### How to complete this task
Print exactly the lines below between the line holding "pub fn services(&self)" and the line holding "it is decoded.", inclusive, and nothing more.

### Records provided

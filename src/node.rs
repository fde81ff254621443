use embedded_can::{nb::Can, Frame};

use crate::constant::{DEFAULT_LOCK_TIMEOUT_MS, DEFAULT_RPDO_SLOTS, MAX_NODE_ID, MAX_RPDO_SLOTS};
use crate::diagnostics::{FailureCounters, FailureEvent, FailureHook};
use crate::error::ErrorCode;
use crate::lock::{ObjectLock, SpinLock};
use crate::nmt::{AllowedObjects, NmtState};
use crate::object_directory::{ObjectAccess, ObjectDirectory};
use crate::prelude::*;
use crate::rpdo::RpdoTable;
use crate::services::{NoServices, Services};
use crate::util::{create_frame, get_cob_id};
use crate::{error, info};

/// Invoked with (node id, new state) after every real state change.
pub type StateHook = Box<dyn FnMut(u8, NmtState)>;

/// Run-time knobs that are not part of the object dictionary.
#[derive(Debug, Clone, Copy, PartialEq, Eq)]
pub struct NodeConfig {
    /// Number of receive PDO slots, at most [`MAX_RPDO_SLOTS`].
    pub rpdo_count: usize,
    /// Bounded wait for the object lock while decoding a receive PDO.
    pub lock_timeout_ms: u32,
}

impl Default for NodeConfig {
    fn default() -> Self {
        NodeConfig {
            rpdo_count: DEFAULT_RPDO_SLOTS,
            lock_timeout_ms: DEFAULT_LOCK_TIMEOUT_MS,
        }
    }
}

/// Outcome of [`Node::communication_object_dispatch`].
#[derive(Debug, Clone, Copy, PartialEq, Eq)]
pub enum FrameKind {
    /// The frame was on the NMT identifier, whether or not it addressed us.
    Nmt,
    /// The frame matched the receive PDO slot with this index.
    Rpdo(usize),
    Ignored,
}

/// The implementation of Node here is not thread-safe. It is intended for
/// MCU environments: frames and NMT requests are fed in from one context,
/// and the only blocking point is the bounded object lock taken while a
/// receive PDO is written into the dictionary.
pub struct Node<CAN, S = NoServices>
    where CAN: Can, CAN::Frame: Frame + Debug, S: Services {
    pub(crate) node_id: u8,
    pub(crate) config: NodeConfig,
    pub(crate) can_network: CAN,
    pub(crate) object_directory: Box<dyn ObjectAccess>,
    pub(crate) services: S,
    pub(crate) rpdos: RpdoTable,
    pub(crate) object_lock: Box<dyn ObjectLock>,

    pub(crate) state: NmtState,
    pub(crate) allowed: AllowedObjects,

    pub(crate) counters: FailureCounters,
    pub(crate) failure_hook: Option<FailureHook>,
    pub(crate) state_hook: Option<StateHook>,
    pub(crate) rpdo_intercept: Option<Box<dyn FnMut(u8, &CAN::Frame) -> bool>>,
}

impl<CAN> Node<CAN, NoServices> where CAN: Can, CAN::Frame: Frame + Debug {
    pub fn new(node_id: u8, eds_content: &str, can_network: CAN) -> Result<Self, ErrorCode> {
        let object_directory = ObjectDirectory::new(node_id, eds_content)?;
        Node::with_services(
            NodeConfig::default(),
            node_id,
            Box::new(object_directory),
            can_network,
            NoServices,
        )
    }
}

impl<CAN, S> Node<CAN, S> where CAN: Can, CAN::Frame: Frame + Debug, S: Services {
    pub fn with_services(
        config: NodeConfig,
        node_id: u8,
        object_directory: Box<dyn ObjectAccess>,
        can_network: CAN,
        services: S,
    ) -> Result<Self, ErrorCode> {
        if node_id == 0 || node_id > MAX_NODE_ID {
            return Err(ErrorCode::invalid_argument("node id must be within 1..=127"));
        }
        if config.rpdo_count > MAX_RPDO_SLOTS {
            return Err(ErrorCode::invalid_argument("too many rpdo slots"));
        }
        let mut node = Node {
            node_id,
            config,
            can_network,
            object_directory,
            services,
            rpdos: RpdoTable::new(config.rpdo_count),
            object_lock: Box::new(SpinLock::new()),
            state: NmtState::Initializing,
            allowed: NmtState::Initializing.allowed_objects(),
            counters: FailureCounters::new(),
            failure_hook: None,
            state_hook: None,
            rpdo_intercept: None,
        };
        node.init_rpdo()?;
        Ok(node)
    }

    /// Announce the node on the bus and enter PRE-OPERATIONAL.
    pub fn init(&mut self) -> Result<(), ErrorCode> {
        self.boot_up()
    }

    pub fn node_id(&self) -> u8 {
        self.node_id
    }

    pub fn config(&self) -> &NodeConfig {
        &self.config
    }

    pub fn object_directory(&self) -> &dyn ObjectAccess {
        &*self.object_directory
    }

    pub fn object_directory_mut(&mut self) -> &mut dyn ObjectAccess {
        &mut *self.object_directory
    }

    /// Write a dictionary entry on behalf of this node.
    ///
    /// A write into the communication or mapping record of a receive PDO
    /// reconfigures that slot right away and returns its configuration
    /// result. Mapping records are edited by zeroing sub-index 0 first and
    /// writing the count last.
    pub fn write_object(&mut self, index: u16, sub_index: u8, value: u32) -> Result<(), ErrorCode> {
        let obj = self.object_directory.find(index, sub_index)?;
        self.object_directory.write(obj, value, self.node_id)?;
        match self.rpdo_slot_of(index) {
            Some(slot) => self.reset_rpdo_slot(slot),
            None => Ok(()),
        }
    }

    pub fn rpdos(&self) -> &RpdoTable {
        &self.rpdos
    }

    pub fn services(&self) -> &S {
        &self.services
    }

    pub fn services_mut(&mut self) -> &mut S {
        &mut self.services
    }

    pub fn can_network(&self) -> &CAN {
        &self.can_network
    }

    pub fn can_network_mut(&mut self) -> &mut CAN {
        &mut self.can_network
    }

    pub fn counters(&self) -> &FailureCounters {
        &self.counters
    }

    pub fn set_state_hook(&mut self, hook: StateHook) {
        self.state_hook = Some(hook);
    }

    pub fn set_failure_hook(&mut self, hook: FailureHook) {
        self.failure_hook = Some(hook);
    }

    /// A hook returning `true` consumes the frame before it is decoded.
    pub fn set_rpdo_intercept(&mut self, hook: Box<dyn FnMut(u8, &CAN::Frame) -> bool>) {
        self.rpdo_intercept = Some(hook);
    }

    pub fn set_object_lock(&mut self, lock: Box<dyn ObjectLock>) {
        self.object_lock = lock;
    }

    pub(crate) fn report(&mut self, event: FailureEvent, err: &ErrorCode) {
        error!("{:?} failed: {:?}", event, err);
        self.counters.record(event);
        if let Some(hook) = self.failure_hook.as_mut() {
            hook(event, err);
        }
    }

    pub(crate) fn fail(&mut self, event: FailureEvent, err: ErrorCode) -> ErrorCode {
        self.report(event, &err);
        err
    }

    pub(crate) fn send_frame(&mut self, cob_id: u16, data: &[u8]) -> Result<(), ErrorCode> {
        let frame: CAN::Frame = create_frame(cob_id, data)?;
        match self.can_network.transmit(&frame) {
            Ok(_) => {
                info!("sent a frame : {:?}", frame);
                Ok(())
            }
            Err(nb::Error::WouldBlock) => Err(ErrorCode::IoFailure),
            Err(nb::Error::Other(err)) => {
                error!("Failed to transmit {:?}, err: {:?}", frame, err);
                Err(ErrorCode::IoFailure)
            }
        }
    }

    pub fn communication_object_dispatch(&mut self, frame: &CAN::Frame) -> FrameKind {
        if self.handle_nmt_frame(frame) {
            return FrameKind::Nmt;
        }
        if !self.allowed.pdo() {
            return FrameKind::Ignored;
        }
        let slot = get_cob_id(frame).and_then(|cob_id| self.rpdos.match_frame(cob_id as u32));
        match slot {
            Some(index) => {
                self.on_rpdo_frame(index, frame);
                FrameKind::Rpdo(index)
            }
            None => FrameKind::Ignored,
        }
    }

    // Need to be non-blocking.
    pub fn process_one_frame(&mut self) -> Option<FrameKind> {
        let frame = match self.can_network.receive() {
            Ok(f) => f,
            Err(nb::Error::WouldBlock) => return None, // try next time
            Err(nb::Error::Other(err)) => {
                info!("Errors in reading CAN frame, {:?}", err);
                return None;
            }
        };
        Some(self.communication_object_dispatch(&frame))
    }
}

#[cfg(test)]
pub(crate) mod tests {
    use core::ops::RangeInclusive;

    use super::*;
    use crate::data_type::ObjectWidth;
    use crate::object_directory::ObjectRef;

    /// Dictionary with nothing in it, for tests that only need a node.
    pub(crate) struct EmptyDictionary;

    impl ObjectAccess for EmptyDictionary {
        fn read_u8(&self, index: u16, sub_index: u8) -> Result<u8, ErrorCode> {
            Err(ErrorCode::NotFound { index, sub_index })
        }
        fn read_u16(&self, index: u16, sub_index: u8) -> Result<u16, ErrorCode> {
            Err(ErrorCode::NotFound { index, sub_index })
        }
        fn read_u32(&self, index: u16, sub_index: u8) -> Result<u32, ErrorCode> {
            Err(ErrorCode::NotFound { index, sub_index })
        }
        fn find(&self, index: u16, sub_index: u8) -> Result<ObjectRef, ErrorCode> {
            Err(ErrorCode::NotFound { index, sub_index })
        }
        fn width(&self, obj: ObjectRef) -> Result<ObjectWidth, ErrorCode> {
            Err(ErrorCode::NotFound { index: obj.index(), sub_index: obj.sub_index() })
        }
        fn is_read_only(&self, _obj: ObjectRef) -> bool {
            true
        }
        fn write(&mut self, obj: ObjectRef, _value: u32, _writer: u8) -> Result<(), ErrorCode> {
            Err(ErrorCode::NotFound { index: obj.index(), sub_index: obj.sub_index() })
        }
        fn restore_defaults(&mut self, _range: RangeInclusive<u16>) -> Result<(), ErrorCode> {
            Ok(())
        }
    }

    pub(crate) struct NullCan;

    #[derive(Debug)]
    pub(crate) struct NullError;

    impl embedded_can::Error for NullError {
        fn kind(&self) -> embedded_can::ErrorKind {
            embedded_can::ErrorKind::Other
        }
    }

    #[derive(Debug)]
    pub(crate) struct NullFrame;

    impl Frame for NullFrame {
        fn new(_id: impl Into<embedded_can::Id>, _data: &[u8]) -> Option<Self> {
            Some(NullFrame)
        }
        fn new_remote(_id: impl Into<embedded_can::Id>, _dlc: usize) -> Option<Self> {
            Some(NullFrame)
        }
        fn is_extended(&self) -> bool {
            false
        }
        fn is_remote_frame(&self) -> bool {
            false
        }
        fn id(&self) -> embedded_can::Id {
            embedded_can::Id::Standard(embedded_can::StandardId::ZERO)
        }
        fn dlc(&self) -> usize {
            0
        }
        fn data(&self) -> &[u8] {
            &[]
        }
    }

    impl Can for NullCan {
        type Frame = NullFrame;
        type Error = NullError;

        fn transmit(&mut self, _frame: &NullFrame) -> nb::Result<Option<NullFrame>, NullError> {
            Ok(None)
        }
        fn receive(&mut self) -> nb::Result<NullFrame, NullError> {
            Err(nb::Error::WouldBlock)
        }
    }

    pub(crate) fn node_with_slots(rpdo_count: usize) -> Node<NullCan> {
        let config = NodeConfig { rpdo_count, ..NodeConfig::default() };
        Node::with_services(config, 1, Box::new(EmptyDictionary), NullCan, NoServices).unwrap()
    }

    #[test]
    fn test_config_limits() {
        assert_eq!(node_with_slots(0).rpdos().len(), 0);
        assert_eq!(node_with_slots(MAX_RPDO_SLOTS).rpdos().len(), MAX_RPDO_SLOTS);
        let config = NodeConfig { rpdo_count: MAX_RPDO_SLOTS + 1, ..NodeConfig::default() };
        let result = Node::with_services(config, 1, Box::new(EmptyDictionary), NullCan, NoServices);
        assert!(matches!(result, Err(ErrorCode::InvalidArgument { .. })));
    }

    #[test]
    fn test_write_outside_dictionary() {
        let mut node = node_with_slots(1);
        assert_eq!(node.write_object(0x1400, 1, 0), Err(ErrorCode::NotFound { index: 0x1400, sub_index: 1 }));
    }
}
---
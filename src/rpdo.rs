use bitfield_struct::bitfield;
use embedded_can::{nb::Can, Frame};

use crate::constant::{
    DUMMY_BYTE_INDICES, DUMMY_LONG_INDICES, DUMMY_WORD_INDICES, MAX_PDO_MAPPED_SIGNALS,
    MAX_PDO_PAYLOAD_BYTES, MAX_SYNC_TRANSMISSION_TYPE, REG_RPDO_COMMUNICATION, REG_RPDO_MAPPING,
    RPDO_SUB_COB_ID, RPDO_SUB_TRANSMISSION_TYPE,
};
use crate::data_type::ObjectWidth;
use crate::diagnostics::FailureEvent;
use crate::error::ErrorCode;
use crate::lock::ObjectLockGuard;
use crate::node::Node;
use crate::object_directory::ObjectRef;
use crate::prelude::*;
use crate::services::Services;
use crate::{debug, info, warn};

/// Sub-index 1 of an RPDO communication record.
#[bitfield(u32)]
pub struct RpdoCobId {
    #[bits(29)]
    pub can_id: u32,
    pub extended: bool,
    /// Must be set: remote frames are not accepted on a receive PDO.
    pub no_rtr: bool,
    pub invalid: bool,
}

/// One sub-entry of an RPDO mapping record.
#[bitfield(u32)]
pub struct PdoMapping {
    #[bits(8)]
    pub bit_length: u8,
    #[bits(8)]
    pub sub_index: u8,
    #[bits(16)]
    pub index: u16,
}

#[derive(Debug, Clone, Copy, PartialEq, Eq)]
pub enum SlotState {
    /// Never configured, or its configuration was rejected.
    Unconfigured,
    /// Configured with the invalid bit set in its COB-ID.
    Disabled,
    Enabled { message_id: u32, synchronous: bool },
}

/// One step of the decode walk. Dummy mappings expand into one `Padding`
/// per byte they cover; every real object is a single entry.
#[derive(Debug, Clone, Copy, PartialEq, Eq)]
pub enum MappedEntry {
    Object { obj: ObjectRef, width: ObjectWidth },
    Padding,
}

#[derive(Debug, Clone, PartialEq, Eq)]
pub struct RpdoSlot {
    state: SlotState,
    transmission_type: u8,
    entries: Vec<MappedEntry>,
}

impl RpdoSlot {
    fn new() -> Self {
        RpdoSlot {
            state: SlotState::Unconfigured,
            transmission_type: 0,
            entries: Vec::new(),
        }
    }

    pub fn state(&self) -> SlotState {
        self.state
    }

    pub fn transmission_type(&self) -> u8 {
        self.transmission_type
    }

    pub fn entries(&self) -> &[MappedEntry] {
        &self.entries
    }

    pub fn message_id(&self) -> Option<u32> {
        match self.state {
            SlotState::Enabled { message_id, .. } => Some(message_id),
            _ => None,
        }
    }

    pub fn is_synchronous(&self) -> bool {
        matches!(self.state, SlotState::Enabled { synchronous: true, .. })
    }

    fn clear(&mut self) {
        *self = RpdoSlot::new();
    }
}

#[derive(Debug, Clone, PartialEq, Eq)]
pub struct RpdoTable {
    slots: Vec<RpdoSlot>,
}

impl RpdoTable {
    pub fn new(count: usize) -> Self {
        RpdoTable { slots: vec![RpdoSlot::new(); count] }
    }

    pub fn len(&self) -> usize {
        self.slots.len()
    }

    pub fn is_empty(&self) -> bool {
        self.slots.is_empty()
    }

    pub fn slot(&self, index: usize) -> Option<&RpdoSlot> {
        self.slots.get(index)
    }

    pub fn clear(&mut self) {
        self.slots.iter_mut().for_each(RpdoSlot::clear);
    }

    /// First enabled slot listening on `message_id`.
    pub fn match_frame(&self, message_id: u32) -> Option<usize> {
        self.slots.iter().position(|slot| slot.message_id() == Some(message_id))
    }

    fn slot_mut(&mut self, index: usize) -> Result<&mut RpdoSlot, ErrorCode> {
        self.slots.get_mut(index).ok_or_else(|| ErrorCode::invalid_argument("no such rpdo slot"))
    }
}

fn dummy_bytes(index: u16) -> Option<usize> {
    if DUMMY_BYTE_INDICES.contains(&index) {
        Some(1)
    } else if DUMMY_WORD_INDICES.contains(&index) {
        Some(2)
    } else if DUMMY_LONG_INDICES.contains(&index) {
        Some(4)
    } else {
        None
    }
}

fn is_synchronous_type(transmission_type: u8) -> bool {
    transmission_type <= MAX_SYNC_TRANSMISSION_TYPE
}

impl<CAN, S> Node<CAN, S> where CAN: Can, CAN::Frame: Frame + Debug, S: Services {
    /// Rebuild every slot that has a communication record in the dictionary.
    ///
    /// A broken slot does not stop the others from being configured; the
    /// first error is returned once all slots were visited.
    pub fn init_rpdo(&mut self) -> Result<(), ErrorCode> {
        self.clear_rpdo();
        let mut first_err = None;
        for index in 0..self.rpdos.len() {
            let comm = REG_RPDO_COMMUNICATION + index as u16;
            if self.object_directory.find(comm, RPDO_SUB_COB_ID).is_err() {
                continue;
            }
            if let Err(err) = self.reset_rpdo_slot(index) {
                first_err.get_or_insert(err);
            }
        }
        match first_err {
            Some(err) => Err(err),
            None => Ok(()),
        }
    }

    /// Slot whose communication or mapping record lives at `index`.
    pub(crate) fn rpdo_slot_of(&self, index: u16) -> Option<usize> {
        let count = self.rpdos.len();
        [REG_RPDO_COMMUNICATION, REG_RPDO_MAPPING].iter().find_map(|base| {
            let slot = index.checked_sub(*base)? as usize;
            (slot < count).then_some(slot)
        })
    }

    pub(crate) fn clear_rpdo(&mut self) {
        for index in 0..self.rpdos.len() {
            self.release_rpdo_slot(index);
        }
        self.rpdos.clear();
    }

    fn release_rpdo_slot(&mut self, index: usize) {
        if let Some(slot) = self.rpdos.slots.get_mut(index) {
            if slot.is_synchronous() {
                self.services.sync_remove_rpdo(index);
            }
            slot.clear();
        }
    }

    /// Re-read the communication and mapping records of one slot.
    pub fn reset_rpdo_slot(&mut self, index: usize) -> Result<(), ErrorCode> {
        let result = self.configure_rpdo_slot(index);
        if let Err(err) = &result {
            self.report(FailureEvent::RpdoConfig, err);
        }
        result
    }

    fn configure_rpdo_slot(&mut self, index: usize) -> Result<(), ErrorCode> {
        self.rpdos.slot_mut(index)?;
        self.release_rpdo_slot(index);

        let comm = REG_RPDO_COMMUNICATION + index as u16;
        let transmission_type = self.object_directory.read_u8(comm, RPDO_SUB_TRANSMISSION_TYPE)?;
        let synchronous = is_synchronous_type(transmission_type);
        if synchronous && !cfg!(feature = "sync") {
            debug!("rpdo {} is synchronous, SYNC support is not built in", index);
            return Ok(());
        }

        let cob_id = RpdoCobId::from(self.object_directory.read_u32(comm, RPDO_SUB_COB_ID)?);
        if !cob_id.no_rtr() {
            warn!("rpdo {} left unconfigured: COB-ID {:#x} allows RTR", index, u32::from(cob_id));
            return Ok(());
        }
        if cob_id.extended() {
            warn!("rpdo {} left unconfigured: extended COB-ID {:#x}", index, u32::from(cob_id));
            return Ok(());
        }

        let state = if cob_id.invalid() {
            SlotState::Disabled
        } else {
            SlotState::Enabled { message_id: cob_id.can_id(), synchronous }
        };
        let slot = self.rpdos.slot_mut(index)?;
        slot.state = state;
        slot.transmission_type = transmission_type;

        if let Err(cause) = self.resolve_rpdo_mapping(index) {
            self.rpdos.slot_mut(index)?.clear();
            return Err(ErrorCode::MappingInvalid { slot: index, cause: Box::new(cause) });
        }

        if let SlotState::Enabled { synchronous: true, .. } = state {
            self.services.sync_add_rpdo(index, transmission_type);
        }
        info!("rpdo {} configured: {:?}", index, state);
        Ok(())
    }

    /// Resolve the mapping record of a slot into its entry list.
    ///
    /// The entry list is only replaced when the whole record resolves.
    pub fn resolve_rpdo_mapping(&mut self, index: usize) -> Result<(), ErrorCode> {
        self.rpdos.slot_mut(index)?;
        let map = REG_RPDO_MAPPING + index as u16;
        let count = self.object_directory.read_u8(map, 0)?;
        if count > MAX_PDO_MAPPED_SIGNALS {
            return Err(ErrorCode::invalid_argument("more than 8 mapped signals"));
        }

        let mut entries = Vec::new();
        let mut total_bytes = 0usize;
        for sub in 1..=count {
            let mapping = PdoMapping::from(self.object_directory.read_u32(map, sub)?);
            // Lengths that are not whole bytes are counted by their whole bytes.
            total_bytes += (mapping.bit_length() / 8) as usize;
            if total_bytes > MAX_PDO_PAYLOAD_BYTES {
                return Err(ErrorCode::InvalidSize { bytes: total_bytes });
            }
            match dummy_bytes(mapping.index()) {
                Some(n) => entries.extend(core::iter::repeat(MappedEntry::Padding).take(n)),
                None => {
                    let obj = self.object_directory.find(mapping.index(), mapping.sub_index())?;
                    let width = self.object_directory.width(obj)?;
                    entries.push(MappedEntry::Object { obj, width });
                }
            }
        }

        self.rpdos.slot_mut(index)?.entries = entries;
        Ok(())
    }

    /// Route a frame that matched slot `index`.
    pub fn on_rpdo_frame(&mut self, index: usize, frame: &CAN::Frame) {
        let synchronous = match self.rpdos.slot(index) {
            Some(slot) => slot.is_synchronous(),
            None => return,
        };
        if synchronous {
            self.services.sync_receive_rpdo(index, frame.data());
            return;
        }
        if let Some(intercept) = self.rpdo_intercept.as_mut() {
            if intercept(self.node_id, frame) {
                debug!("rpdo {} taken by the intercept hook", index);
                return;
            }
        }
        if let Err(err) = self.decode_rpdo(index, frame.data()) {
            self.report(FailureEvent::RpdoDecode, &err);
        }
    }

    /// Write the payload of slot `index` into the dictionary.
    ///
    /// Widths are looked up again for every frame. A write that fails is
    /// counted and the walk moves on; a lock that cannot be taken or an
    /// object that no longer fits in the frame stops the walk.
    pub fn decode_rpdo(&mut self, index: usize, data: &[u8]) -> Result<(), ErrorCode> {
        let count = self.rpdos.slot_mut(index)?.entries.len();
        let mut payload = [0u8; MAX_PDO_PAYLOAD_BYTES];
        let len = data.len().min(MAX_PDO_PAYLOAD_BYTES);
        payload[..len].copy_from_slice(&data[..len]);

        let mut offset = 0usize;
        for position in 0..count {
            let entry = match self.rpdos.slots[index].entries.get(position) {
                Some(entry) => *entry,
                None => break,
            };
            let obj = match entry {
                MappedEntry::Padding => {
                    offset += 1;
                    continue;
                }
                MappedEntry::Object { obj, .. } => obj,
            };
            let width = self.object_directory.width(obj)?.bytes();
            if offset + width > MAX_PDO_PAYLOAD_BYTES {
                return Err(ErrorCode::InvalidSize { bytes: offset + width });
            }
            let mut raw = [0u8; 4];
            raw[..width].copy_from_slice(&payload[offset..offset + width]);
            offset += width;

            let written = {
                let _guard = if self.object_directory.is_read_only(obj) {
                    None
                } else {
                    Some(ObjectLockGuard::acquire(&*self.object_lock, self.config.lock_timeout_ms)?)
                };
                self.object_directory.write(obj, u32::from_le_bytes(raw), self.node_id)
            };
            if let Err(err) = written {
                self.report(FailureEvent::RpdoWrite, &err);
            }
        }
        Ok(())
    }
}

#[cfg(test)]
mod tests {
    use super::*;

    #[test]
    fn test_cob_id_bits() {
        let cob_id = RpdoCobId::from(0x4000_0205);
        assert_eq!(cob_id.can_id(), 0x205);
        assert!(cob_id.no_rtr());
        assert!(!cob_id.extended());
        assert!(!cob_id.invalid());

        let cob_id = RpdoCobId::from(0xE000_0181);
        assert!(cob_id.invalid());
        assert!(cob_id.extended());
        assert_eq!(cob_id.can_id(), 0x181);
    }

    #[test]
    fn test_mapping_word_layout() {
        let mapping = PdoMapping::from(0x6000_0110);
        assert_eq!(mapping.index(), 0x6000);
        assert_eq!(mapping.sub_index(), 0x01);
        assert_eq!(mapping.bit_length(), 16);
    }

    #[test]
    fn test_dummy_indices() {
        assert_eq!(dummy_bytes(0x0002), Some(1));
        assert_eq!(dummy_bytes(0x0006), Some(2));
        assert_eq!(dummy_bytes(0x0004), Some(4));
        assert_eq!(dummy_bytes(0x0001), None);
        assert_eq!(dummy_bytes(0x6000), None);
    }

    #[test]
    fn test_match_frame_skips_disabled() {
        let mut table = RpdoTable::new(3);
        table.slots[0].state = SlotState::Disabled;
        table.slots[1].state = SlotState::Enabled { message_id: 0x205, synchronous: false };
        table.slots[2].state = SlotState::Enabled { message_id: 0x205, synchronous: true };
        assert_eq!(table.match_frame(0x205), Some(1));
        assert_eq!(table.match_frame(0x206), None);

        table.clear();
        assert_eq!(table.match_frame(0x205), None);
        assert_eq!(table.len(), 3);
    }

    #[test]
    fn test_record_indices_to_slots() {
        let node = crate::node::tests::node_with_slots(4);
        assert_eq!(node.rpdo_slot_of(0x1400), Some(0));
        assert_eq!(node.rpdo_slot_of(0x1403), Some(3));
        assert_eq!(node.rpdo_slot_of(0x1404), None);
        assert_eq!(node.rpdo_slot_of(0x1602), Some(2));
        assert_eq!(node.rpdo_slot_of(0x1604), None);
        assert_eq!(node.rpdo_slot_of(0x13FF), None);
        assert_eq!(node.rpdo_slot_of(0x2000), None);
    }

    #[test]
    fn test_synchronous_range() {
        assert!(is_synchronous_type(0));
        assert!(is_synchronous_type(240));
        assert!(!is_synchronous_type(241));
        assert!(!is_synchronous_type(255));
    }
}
==
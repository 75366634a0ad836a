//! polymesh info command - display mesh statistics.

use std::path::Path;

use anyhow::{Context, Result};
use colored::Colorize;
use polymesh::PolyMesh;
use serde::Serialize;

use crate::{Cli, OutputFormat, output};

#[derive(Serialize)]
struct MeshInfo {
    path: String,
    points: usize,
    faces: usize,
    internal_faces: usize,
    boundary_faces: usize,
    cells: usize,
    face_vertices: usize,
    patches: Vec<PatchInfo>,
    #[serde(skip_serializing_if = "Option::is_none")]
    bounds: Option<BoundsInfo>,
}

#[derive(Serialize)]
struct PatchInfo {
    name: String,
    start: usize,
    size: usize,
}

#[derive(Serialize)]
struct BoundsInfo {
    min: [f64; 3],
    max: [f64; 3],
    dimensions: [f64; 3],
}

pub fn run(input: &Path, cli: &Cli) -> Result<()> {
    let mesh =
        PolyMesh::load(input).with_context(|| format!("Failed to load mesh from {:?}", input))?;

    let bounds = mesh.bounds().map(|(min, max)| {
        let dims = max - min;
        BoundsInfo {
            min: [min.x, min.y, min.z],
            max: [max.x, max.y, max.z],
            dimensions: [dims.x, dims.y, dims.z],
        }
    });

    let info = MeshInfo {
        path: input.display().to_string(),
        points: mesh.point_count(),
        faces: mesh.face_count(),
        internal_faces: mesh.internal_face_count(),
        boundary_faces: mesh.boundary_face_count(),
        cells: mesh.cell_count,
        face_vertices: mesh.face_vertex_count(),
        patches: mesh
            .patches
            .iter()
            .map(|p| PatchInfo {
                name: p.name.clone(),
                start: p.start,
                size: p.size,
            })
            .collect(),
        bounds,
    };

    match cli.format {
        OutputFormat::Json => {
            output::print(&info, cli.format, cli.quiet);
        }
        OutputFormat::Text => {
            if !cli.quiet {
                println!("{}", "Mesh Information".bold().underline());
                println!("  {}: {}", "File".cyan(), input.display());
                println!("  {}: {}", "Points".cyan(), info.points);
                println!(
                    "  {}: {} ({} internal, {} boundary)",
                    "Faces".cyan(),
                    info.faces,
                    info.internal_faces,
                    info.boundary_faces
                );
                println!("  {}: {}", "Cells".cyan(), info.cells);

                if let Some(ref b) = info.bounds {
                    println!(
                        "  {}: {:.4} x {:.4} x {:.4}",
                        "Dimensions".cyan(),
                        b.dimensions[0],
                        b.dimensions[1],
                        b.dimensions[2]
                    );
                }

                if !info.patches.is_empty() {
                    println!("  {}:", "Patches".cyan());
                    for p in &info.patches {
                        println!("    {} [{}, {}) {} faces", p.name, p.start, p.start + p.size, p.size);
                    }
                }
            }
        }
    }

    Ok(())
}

### Solution for this problem
    pub fn services(&self) -> &S {
        &self.services
    }

    pub fn services_mut(&mut self) -> &mut S {
        &mut self.services
    }

    pub fn can_network(&self) -> &CAN {
        &self.can_network
    }

    pub fn can_network_mut(&mut self) -> &mut CAN {
        &mut self.can_network
    }

    pub fn counters(&self) -> &FailureCounters {
        &self.counters
    }

    pub fn set_state_hook(&mut self, hook: StateHook) {
        self.state_hook = Some(hook);
    }

    pub fn set_failure_hook(&mut self, hook: FailureHook) {
        self.failure_hook = Some(hook);
    }

    /// A hook returning `true` consumes the frame before it is decoded.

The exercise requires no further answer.